## EXERCISE PROMPT
The material below holds a span beginning at the line with "succeed when retried" and ending at the line with "Work queue unavailable". Quote that span exactly, both ends included, and only that span.

..............................

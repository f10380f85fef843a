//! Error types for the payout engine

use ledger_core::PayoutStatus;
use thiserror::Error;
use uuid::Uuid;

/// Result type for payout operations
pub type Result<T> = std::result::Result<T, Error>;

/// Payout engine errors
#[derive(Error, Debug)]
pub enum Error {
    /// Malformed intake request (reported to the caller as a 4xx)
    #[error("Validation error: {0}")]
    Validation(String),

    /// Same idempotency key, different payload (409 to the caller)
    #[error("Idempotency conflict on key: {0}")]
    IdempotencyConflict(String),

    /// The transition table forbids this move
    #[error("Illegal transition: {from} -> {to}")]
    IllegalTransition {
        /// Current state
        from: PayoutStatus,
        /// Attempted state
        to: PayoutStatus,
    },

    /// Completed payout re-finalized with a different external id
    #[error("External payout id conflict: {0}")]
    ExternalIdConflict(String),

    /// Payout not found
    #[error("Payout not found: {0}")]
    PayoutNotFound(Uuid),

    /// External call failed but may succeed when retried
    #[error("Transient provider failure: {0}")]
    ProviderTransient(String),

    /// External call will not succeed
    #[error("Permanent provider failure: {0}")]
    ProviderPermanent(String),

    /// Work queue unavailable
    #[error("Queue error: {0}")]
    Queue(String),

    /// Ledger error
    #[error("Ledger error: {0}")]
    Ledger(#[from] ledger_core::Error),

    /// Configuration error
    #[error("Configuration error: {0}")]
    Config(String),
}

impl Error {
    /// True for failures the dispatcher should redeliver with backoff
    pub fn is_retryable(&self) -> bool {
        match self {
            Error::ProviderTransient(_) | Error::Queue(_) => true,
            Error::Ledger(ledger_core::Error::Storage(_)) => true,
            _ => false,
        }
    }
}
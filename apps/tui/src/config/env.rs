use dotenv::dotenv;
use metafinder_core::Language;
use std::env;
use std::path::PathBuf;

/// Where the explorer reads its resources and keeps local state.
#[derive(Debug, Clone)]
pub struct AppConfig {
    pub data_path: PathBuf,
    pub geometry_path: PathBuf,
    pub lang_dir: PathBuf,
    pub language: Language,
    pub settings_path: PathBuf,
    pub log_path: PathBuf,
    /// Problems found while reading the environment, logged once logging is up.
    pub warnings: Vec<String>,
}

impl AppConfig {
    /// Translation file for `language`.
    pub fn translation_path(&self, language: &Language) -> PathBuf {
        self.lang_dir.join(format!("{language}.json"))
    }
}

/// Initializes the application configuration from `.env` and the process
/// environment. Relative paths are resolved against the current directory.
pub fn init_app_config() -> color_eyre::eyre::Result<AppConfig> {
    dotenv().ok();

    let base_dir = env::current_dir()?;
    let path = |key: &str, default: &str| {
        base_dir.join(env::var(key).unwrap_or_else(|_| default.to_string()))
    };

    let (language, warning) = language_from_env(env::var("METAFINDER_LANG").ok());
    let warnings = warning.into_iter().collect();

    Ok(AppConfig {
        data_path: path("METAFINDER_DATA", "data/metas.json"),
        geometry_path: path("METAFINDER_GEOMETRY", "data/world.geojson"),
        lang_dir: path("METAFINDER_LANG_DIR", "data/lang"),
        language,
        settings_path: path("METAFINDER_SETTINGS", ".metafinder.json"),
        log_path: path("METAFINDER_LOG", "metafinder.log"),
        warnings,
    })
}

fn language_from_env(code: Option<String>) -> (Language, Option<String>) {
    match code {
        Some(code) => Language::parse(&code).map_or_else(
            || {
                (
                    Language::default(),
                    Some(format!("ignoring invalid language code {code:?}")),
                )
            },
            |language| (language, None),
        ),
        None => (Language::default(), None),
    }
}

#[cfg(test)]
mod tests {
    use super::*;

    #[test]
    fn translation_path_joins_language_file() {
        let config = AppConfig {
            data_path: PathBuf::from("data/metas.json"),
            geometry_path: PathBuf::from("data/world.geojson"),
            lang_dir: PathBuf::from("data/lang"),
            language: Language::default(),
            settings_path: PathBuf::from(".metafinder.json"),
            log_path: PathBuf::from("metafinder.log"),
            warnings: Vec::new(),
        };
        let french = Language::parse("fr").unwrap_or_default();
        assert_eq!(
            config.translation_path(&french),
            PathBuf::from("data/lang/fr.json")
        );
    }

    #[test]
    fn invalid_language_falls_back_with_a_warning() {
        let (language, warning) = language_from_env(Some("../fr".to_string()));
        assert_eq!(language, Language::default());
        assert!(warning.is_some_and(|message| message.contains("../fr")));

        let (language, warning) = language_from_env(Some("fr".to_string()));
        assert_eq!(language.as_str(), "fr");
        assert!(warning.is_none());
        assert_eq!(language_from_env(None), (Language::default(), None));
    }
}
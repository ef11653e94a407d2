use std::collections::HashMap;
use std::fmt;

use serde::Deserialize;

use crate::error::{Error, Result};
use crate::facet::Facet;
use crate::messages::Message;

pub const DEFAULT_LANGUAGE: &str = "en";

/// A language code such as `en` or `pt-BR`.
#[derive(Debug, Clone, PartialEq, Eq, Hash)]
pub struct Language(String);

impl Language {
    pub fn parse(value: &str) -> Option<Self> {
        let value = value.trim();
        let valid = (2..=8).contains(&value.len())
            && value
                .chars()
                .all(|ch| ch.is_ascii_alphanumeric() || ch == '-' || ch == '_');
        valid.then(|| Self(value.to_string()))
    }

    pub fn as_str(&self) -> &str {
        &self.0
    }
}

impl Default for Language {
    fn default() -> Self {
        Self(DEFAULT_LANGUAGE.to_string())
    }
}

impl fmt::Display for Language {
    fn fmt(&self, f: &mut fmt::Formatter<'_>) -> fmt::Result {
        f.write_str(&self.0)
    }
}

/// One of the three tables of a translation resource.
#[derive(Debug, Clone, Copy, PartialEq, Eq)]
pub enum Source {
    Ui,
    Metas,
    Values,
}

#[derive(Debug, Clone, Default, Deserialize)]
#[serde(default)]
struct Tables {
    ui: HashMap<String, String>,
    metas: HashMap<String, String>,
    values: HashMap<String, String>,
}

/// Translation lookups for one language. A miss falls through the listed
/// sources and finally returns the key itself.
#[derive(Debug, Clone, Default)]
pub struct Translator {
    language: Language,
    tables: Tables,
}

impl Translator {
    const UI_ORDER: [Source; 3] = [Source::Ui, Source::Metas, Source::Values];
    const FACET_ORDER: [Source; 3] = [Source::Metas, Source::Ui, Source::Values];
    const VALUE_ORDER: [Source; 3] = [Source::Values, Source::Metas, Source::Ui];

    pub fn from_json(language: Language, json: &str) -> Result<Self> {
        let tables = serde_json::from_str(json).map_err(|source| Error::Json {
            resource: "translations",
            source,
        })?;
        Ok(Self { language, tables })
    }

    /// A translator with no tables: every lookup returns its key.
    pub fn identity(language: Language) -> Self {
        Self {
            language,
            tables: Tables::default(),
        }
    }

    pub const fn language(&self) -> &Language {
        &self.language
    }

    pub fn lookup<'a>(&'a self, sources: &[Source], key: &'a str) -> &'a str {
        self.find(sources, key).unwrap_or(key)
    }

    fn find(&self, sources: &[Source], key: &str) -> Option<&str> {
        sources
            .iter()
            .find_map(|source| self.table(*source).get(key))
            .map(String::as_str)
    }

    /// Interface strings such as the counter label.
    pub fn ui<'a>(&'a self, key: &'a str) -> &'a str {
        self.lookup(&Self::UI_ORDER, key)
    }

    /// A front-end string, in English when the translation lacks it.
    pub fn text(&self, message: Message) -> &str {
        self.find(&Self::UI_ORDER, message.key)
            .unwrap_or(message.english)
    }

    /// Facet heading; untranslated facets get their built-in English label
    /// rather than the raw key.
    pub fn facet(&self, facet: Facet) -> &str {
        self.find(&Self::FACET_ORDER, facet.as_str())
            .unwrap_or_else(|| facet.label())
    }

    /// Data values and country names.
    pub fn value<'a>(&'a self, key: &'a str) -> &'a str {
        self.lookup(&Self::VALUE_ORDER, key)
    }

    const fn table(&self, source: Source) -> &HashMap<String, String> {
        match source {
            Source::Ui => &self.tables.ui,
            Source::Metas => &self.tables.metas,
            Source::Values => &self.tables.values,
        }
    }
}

..............................

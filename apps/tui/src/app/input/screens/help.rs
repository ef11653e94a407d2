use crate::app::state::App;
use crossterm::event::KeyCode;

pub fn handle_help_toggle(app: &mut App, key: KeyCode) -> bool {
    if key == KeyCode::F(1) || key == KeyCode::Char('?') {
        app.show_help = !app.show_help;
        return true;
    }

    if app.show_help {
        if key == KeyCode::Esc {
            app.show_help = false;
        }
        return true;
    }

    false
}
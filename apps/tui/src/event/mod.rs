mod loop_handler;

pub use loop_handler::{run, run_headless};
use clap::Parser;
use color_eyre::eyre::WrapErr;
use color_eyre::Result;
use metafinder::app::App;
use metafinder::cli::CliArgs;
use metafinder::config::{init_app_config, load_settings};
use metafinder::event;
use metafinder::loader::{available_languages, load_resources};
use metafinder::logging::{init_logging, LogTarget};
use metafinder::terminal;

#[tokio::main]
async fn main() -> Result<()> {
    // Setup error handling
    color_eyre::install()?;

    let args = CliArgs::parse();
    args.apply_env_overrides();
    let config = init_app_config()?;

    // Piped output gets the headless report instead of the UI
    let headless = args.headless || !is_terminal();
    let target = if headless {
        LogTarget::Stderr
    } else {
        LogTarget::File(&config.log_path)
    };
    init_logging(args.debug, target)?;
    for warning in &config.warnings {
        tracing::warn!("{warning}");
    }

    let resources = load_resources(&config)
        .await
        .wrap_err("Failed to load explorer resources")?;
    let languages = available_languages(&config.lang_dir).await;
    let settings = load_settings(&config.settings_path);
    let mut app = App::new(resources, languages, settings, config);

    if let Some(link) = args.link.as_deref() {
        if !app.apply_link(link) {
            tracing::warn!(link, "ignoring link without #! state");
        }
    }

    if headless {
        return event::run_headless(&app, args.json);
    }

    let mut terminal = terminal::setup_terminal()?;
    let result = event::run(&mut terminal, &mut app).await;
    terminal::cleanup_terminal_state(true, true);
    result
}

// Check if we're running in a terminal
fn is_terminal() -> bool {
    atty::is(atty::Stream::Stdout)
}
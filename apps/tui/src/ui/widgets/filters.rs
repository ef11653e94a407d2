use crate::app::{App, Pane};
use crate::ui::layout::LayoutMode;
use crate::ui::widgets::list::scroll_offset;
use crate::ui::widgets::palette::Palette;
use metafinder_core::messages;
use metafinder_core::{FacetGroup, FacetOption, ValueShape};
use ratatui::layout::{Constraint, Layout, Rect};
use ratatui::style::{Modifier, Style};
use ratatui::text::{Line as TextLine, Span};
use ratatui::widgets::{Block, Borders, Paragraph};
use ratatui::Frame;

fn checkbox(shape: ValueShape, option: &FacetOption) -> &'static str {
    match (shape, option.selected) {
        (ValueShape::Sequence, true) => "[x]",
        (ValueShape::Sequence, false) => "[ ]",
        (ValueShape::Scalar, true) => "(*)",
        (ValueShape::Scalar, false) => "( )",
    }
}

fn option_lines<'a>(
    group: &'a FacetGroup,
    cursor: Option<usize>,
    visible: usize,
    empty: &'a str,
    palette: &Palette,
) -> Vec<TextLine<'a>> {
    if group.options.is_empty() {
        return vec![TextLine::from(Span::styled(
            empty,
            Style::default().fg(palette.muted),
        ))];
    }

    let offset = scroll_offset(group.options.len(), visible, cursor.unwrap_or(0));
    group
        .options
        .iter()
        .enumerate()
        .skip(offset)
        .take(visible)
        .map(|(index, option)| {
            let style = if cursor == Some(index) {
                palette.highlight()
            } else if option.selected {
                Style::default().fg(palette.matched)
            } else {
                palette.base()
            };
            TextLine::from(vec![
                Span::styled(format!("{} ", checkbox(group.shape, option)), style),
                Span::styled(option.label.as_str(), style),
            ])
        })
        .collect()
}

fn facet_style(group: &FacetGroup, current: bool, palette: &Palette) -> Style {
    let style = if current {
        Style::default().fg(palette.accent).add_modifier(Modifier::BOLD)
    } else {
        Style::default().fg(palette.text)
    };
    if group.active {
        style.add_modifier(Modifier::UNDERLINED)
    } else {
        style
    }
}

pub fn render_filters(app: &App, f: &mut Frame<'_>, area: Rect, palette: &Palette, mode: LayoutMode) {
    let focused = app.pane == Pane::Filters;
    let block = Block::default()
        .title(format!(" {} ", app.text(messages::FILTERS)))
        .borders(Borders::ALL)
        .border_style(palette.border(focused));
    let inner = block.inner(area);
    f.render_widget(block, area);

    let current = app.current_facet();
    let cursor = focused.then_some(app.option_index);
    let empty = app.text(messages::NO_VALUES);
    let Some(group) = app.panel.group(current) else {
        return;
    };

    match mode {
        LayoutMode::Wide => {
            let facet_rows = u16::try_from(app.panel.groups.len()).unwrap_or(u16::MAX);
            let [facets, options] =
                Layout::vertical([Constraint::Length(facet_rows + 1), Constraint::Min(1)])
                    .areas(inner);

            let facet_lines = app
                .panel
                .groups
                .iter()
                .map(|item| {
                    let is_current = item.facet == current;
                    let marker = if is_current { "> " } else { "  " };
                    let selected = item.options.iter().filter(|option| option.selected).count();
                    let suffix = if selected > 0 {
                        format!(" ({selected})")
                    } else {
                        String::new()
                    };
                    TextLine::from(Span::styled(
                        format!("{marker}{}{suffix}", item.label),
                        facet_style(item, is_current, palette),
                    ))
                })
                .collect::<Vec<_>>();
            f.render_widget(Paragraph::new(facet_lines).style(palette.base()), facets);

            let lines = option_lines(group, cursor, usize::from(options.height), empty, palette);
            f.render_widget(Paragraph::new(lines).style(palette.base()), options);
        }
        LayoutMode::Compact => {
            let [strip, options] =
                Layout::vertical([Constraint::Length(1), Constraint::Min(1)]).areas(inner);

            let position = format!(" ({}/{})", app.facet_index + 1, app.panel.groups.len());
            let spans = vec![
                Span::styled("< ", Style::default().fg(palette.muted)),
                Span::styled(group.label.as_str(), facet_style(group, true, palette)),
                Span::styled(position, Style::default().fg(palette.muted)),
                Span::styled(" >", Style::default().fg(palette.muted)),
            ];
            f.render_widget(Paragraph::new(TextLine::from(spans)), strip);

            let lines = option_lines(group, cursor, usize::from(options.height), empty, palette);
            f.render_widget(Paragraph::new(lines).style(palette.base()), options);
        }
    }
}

..............................

## RESPONSE FOR THIS EXERCISE
    /// External call failed but may succeed when retried
    #[error("Transient provider failure: {0}")]
    ProviderTransient(String),

    /// External call will not succeed
    #[error("Permanent provider failure: {0}")]
    ProviderPermanent(String),

    /// Work queue unavailable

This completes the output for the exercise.